◆ WHAT YOU ARE ASKED TO DO:
Copy out all the lines of the data that hold the word "Result".

◆ DATA:
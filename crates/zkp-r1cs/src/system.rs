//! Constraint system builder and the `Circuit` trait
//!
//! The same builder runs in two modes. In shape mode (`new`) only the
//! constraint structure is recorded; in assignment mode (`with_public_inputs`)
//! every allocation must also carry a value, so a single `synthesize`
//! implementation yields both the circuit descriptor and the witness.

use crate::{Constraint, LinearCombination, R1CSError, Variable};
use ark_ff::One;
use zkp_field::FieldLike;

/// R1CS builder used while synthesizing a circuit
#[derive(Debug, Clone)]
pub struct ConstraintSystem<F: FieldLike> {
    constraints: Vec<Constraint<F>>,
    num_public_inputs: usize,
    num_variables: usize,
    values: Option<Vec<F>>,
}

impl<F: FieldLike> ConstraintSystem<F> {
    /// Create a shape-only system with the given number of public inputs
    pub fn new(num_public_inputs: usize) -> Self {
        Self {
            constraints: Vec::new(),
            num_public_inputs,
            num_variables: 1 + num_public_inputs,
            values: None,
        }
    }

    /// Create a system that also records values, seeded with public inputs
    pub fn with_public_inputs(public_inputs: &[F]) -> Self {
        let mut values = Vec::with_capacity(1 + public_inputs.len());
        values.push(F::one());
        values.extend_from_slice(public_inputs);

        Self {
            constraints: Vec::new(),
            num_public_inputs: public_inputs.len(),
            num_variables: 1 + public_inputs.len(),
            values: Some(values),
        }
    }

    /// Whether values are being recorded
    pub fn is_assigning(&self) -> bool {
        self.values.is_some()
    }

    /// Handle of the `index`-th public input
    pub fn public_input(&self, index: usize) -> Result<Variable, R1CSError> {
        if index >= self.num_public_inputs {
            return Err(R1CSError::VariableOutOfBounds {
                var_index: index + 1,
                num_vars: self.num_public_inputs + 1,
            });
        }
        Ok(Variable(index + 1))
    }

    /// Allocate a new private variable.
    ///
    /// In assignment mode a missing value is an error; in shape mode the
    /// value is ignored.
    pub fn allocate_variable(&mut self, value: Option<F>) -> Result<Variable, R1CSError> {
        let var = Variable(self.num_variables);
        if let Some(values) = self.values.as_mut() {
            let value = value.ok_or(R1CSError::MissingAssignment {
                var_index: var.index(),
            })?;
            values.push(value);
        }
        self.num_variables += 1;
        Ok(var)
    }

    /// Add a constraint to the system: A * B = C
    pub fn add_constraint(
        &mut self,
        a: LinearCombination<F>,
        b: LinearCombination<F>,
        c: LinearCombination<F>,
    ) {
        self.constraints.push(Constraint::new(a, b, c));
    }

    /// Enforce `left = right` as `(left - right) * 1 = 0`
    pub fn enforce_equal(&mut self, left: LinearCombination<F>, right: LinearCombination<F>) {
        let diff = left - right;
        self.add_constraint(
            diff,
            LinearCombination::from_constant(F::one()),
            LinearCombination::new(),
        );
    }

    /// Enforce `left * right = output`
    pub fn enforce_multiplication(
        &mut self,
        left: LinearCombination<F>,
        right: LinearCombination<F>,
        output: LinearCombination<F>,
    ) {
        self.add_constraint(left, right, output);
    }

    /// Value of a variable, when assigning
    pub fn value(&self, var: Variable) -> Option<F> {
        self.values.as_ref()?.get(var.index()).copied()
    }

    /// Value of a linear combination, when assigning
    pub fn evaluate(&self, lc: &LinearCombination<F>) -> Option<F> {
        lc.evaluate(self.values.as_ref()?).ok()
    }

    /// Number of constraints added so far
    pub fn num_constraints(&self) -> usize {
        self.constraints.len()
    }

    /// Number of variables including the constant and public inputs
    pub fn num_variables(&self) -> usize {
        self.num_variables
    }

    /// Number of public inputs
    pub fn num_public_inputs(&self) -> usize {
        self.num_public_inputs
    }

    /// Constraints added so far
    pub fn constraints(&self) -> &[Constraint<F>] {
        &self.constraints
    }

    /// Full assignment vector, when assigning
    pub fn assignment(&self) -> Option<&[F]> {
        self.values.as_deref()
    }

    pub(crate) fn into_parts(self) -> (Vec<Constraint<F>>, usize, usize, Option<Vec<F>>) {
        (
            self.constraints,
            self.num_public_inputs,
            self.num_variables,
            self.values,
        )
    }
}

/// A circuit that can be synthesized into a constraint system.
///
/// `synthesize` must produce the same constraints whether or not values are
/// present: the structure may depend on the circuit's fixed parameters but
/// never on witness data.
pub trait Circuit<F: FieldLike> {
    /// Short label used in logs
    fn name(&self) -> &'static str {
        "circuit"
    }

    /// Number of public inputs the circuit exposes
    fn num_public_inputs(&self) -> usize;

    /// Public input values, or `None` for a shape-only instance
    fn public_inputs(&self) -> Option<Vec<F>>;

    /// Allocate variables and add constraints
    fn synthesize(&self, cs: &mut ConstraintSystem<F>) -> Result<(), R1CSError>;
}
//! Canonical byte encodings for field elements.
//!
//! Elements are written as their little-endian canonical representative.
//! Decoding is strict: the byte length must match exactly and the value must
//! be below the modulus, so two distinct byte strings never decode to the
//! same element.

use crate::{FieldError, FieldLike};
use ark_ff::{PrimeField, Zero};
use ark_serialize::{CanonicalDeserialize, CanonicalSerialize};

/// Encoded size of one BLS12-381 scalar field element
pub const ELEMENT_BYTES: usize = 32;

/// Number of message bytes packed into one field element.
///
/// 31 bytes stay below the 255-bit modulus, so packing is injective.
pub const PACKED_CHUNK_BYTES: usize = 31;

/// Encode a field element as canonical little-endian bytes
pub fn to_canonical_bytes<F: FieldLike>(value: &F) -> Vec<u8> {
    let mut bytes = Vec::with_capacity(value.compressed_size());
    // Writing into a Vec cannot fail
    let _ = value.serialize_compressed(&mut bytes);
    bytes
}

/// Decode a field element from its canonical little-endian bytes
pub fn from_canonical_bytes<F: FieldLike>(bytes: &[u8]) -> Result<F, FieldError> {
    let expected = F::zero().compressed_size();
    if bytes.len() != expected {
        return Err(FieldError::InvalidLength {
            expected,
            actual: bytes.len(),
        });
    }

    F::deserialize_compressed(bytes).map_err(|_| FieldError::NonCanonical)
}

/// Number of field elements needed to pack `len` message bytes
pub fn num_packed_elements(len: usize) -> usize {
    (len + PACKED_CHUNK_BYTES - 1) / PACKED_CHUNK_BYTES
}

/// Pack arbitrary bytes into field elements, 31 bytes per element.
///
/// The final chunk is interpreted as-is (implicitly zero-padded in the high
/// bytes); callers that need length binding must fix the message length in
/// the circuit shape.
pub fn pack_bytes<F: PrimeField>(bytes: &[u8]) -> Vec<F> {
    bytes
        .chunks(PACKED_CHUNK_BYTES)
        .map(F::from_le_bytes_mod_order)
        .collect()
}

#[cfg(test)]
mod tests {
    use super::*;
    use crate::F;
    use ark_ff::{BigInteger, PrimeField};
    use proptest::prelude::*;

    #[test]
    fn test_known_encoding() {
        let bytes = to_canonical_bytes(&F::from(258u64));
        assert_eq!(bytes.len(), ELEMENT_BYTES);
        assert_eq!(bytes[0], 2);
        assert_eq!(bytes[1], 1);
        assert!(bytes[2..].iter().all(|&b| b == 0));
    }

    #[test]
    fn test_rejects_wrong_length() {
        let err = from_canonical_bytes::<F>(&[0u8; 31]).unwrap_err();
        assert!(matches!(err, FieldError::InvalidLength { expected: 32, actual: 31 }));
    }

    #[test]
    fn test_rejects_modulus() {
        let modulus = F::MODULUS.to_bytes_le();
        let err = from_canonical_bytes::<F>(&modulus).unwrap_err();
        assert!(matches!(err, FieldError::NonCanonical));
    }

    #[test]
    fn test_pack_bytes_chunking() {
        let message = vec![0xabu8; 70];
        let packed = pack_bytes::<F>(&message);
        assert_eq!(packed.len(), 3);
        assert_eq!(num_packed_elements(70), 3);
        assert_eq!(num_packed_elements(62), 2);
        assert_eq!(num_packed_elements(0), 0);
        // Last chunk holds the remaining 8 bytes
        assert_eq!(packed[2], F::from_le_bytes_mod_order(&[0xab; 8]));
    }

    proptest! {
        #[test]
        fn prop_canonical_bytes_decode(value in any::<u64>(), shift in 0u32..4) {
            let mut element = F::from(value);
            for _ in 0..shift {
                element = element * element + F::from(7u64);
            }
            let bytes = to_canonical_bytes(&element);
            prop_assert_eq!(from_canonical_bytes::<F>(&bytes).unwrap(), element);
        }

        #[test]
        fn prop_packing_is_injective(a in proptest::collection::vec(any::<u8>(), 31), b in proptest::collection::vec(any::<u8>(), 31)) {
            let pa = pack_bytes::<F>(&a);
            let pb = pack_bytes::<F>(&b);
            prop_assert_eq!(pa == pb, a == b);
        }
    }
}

◆ SOLUTION:
    pub fn public_input(&self, index: usize) -> Result<Variable, R1CSError> {
    pub fn allocate_variable(&mut self, value: Option<F>) -> Result<Variable, R1CSError> {
    fn synthesize(&self, cs: &mut ConstraintSystem<F>) -> Result<(), R1CSError>;
pub fn from_canonical_bytes<F: FieldLike>(bytes: &[u8]) -> Result<F, FieldError> {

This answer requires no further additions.